- [What to work on] From the line that contains "Table::create()" to the final line of the entries, return every line exactly and leave out all others.
*-*-*
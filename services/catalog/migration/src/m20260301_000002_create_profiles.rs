use sea_orm_migration::prelude::*;

#[derive(DeriveMigrationName)]
pub struct Migration;

#[async_trait::async_trait]
impl MigrationTrait for Migration {
    async fn up(&self, manager: &SchemaManager) -> Result<(), DbErr> {
        manager
            .create_table(
                Table::create()
                    .table(Profiles::Table)
                    .if_not_exists()
                    .col(ColumnDef::new(Profiles::Id).uuid().not_null().primary_key())
                    .col(ColumnDef::new(Profiles::UserId).uuid().not_null())
                    .col(ColumnDef::new(Profiles::Name).string().not_null())
                    .col(ColumnDef::new(Profiles::Rate).string().not_null())
                    .col(ColumnDef::new(Profiles::Image).string().not_null())
                    .col(
                        ColumnDef::new(Profiles::IsDeleted)
                            .boolean()
                            .not_null()
                            .default(false),
                    )
                    .foreign_key(
                        ForeignKey::create()
                            .from(Profiles::Table, Profiles::UserId)
                            .to(Users::Table, Users::Id)
                            .on_delete(ForeignKeyAction::Cascade),
                    )
                    .to_owned(),
            )
            .await?;
        manager
            .create_index(
                Index::create()
                    .table(Profiles::Table)
                    .col(Profiles::UserId)
                    .name("idx_profiles_user_id")
                    .to_owned(),
            )
            .await
    }

    async fn down(&self, manager: &SchemaManager) -> Result<(), DbErr> {
        manager
            .drop_table(Table::drop().table(Profiles::Table).to_owned())
            .await
    }
}

#[derive(Iden)]
enum Profiles {
    Table,
    Id,
    UserId,
    Name,
    Rate,
    Image,
    IsDeleted,
}

#[derive(Iden)]
enum Users {
    Table,
    Id,
}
*-*-*
- [Exercise solution]
                Table::create()
                    .table(Profiles::Table)
                    .if_not_exists()
                    .col(ColumnDef::new(Profiles::Id).uuid().not_null().primary_key())
                    .col(ColumnDef::new(Profiles::UserId).uuid().not_null())
                    .col(ColumnDef::new(Profiles::Name).string().not_null())
                    .col(ColumnDef::new(Profiles::Rate).string().not_null())
                    .col(ColumnDef::new(Profiles::Image).string().not_null())
                    .col(
                        ColumnDef::new(Profiles::IsDeleted)
                            .boolean()
                            .not_null()
                            .default(false),
                    )
                    .foreign_key(
                        ForeignKey::create()
                            .from(Profiles::Table, Profiles::UserId)
                            .to(Users::Table, Users::Id)
                            .on_delete(ForeignKeyAction::Cascade),
                    )
                    .to_owned(),
            )
            .await?;
        manager
            .create_index(
                Index::create()
                    .table(Profiles::Table)
                    .col(Profiles::UserId)
                    .name("idx_profiles_user_id")
                    .to_owned(),
            )
            .await
    }

    async fn down(&self, manager: &SchemaManager) -> Result<(), DbErr> {
        manager
            .drop_table(Table::drop().table(Profiles::Table).to_owned())
            .await
    }
}

#[derive(Iden)]
enum Profiles {
    Table,
    Id,
    UserId,
    Name,
    Rate,
    Image,
    IsDeleted,
}

#[derive(Iden)]
enum Users {
    Table,
    Id,
}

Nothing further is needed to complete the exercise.